Background: While functional mitral regurgitation (MR) commonly accompanies heart failure and contributes to heart failure progression, mitral repair in the setting of HF is not routinely practiced because of the attendant significant morbidity and mortality. This limitation has fostered the development of percutaneous devices to reduce MR, and our group has recently reported the short- and long-term effectiveness of a percutaneous mitral annuloplasty device placed in the coronary sinus (Percutaneous Mitral Annuloplasty Device (PMAD), Cardiac Dimensions(R), Inc., Kirkland, WA) in reducing MR in experimental animal models of heart failure with associated MR. In this article, we report results of a "first-in-human" study of temporary placement of the PMAD device. The aim of this study was to demonstrate the feasibility and safety of temporary deployment of this device in patients with functional MR in association with heart failure.
Methods: Five patients undergoing scheduled coronary angiography with heart failure and functional MR (mean age 52 +/- 9 [SD] years) were recruited, and four had anatomy suitable for deployment of the device. Transthoracic echocardiography and coronary angiography were performed before and after temporary placement and tensioning of the PMAD via the right internal jugular vein.

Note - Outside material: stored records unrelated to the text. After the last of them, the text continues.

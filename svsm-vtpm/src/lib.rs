// Copyright (c) Microsoft Corporation.
// Licensed under the MIT License.

//!  Binds a vTPM attestation key to an SEV-SNP report issued on behalf of an SVSM (Secure VM
//!  Service Module) running at VMPL0.
//!
//!  The attester solves the EK challenge of [`vtpm_certify`], then asks the SVSM vTPM service
//!  for a report over the verifier's nonce. The SVSM sets `report_data` to
//!  `SHA512(nonce || manifest)`, where the manifest of the vTPM service is the public area of
//!  its EK. The verifier checks the certified AK, the report binding and the privilege level,
//!  and optionally the AMD certificate chain and report signature.
//!
//!  #
//!  ```no_run
//!  use svsm_vtpm::attest::{make_svsm_attestation, SvsmOptions};
//!  use svsm_vtpm::provider::configfs::ConfigfsProvider;
//!  use svsm_vtpm::verify::{verify_svsm_attestation, SnpVerifyOptions, VerifySvsmOptions};
//!  use vtpm_certify::{certify, challenge};
//!  use vtpm_certify::templates::AkAlgorithm;
//!  use vtpm_certify::tpm::Tpm;
//!  use std::error::Error;
//!
//!  fn attest<T: Tpm>(tpm: &mut T) -> Result<(), Box<dyn Error>> {
//!    let ek_pub = certify::ek_pub(tpm)?;
//!    let (blob, secret) = challenge::create_restricted_hmac_blob(&ek_pub)?;
//!    let nonce = [0x5a; 64];
//!
//!    let mut provider = ConfigfsProvider::new()?;
//!    let options = SvsmOptions { blob: &blob, ak_algorithm: AkAlgorithm::Ecc, tee_nonce: &nonce };
//!    let attestation = make_svsm_attestation(tpm, &mut provider, &options)?;
//!
//!    let snp = SnpVerifyOptions::default();
//!    verify_svsm_attestation(&VerifySvsmOptions {
//!      attestation: &attestation,
//!      tee_nonce: &nonce,
//!      secret: secret.as_ref(),
//!      snp: Some(&snp),
//!    })?;
//!    Ok(())
//!  }
//!  ```

use serde::{Deserialize, Serialize};
use sha2::{Digest, Sha512};
use uuid::{uuid, Uuid};
use vtpm_certify::certify::CertifiedBlob;

pub use vtpm_certify;

pub const REPORT_DATA_SIZE: usize = 64;

/// Service provider of the SVSM vTPM in configfs-tsm
pub const SVSM_SERVICE_PROVIDER: &str = "svsm";
pub const SVSM_SERVICE_GUID: Uuid = uuid!("c476f1eb-0123-45a5-9641-b4e7dde5bfe3");

/// The SVSM runs at VMPL0
pub const SVSM_VMPL: u32 = 0;
/// Privilege level used to fetch the platform certificates
pub const LEAST_PRIVILEGED_VMPL: u32 = 3;

/// Report data of an SVSM vTPM report requested with `nonce`.
pub fn svsm_report_data(nonce: &[u8], manifest: &[u8]) -> [u8; REPORT_DATA_SIZE] {
    let digest = Sha512::new()
        .chain_update(nonce)
        .chain_update(manifest)
        .finalize();
    let mut report_data = [0; REPORT_DATA_SIZE];
    report_data.copy_from_slice(&digest);
    report_data
}

/// A raw SEV-SNP report with the certificate table returned next to it.
#[derive(Serialize, Deserialize, Debug, Clone, PartialEq, Eq)]
pub struct SevSnpAttestation {
    pub report: Vec<u8>,
    pub certificate_chain: Vec<u8>,
}

#[derive(Serialize, Deserialize, Debug, Clone, PartialEq, Eq)]
pub struct SevSnpSvsmAttestation {
    pub certified_blob: CertifiedBlob,
    /// Service manifest of the SVSM vTPM, the marshalled public area of its EK
    pub vtpm_service_manifest: Vec<u8>,
    pub sev_snp_attestation: SevSnpAttestation,
}

#[cfg(feature = "attester")]
pub mod attest;
pub mod certs;
pub mod provider;
pub mod report;
#[cfg(feature = "verifier")]
pub mod verify;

Results: Temporary deployment of the device resulted in a significant reduction in the septal-lateral mitral annular dimension from 35.5 +/- 4.7 to 32.2 +/- 4.6 mm (P = 0.02), with evidence of a reduction in the MR color Doppler area from 98.3 +/- 43.6 to 83.3 +/- 35.1 mm(2) (P = 0.09). There were no complications.

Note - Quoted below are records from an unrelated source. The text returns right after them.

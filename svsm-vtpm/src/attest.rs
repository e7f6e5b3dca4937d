// Copyright (c) Microsoft Corporation.
// Licensed under the MIT License.

use crate::certs::{self, CertTable};
use crate::provider::{ProviderError, ReportProvider, ReportRequest};
use crate::report::{self, ReportError};
use crate::{SevSnpAttestation, SevSnpSvsmAttestation, LEAST_PRIVILEGED_VMPL, REPORT_DATA_SIZE};
use log::{debug, info};
use thiserror::Error;
use vtpm_certify::certify::{self, CertifyError};
use vtpm_certify::challenge::ImportBlob;
use vtpm_certify::templates::AkAlgorithm;
use vtpm_certify::tpm::Tpm;

pub struct SvsmOptions<'a> {
    pub blob: &'a ImportBlob,
    pub ak_algorithm: AkAlgorithm,
    /// Verifier nonce, exactly [`REPORT_DATA_SIZE`] bytes
    pub tee_nonce: &'a [u8],
}

#[derive(Error, Debug)]
pub enum AttestError {
    #[error("the TEE nonce is {0} bytes, SEV-SNP requires 64")]
    InvalidNonceSize(usize),
    #[error("failed to create certified AK blob")]
    Certify(#[from] CertifyError),
    #[error("failed to get SVSM vTPM report")]
    Report(#[source] ProviderError),
    #[error("failed to get platform certificates")]
    Certificates(#[source] ProviderError),
    #[error("invalid SNP report")]
    MalformedReport(#[from] ReportError),
    #[error("invalid certificate table")]
    MalformedCertificates(#[from] certs::ParseError),
    #[error("SVSM returned no service manifest")]
    MissingManifest,
    #[error("service manifest does not match EK pub")]
    ManifestMismatch,
}

/// Solves the challenge in `options.blob` and binds the certified AK to an SVSM vTPM report
/// over `options.tee_nonce`.
pub fn make_svsm_attestation<T, P>(
    tpm: &mut T,
    provider: &mut P,
    options: &SvsmOptions<'_>,
) -> Result<SevSnpSvsmAttestation, AttestError>
where
    T: Tpm + ?Sized,
    P: ReportProvider + ?Sized,
{
    if options.tee_nonce.len() != REPORT_DATA_SIZE {
        return Err(AttestError::InvalidNonceSize(options.tee_nonce.len()));
    }

    let certified_blob =
        certify::create_certified_ak_blob(tpm, options.blob, options.ak_algorithm)?;

    let response = provider
        .get_report(&ReportRequest::svsm_vtpm(options.tee_nonce))
        .map_err(AttestError::Report)?;
    let snp_report = report::parse(&response.out_blob)?;
    debug!("got SVSM vTPM report from VMPL{}", snp_report.vmpl);

    // a report for another vTPM instance would fail verification later on
    if response.manifest_blob.is_empty() {
        return Err(AttestError::MissingManifest);
    }
    let ek_pub = certify::ek_pub(tpm)?;
    if ek_pub != response.manifest_blob {
        return Err(AttestError::ManifestMismatch);
    }

    // the SVSM report comes without certificates
    let certificate_chain = provider
        .get_certificates(options.tee_nonce, LEAST_PRIVILEGED_VMPL)
        .map_err(AttestError::Certificates)?;
    let table = CertTable::parse(&certificate_chain)?;
    debug!("got {} platform certificates", table.entries.len());

    info!("created SVSM vTPM attestation");
    Ok(SevSnpSvsmAttestation {
        certified_blob,
        vtpm_service_manifest: response.manifest_blob,
        sev_snp_attestation: SevSnpAttestation {
            report: response.out_blob,
            certificate_chain,
        },
    })
}

#[cfg(all(test, feature = "verifier"))]
mod tests {
    use super::*;
    use crate::provider::fake::FakeProvider;
    use crate::{SVSM_SERVICE_GUID, SVSM_SERVICE_PROVIDER};
    use rstest::rstest;
    use vtpm_certify::challenge::create_restricted_hmac_blob;
    use vtpm_certify::tpm::soft::SoftTpm;

    fn setup() -> (SoftTpm, ImportBlob, Vec<u8>) {
        let mut tpm = SoftTpm::new();
        let ek_pub = certify::ek_pub(&mut tpm).unwrap();
        let (blob, _) = create_restricted_hmac_blob(&ek_pub).unwrap();
        (tpm, blob, ek_pub)
    }

    #[test]
    fn attestation_carries_manifest_and_certificates() {
        let (mut tpm, blob, ek_pub) = setup();
        let mut provider = FakeProvider::new(ek_pub.clone()).unwrap();
        let nonce = [0; 64];
        let options = SvsmOptions {
            blob: &blob,
            ak_algorithm: AkAlgorithm::Ecc,
            tee_nonce: &nonce,
        };

        let attestation = make_svsm_attestation(&mut tpm, &mut provider, &options).unwrap();
        assert_eq!(attestation.vtpm_service_manifest, ek_pub);
        assert_eq!(tpm.transient_objects(), 0);

        let table = CertTable::parse(&attestation.sev_snp_attestation.certificate_chain).unwrap();
        assert!(table.vcek().is_ok());

        let requests = provider.requests();
        assert_eq!(requests.len(), 2);
        assert_eq!(
            requests[0].service_provider.as_deref(),
            Some(SVSM_SERVICE_PROVIDER)
        );
        assert_eq!(requests[0].service_guid, Some(SVSM_SERVICE_GUID));
        assert_eq!(requests[0].inblob, nonce);
        assert_eq!(requests[0].privilege_level, None);
        assert_eq!(requests[1].service_provider, None);
        assert_eq!(requests[1].privilege_level, Some(LEAST_PRIVILEGED_VMPL));
    }

    #[rstest]
    #[case(0)]
    #[case(32)]
    #[case(63)]
    #[case(65)]
    fn wrong_nonce_size_fails_before_hardware(#[case] size: usize) {
        let (mut tpm, blob, ek_pub) = setup();
        let commands = tpm.commands_executed();
        let mut provider = FakeProvider::new(ek_pub).unwrap();
        let nonce = vec![0; size];
        let options = SvsmOptions {
            blob: &blob,
            ak_algorithm: AkAlgorithm::Rsa,
            tee_nonce: &nonce,
        };

        let result = make_svsm_attestation(&mut tpm, &mut provider, &options);
        assert!(matches!(result, Err(AttestError::InvalidNonceSize(s)) if s == size));
        assert!(result.unwrap_err().to_string().contains("requires 64"));
        assert_eq!(tpm.commands_executed(), commands);
        assert!(provider.requests().is_empty());
    }

    #[test]
    fn manifest_of_another_vtpm_is_rejected() {
        let (mut tpm, blob, _) = setup();
        let other_ek = certify::ek_pub(&mut SoftTpm::new()).unwrap();
        let mut provider = FakeProvider::new(other_ek).unwrap();
        let options = SvsmOptions {
            blob: &blob,
            ak_algorithm: AkAlgorithm::Ecc,
            tee_nonce: &[0; 64],
        };

        let result = make_svsm_attestation(&mut tpm, &mut provider, &options);
        assert!(matches!(result, Err(AttestError::ManifestMismatch)));
        assert_eq!(tpm.transient_objects(), 0);
    }

    #[test]
    fn missing_manifest_is_rejected() {
        let (mut tpm, blob, _) = setup();
        let mut provider = FakeProvider::new(vec![]).unwrap();
        let options = SvsmOptions {
            blob: &blob,
            ak_algorithm: AkAlgorithm::Ecc,
            tee_nonce: &[0; 64],
        };

        let result = make_svsm_attestation(&mut tpm, &mut provider, &options);
        assert!(matches!(result, Err(AttestError::MissingManifest)));
    }
}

Conclusions: This first-in-human study of a novel device for percutaneous treatment of functional MR has shown that temporary placement of this device in the coronary sinus/great cardiac vein of patients with heart failure and MR is feasible and safe. Evidence of temporary reduction in MR and a reduction in mitral annular area indicate promise for device effectiveness in chronic implantation.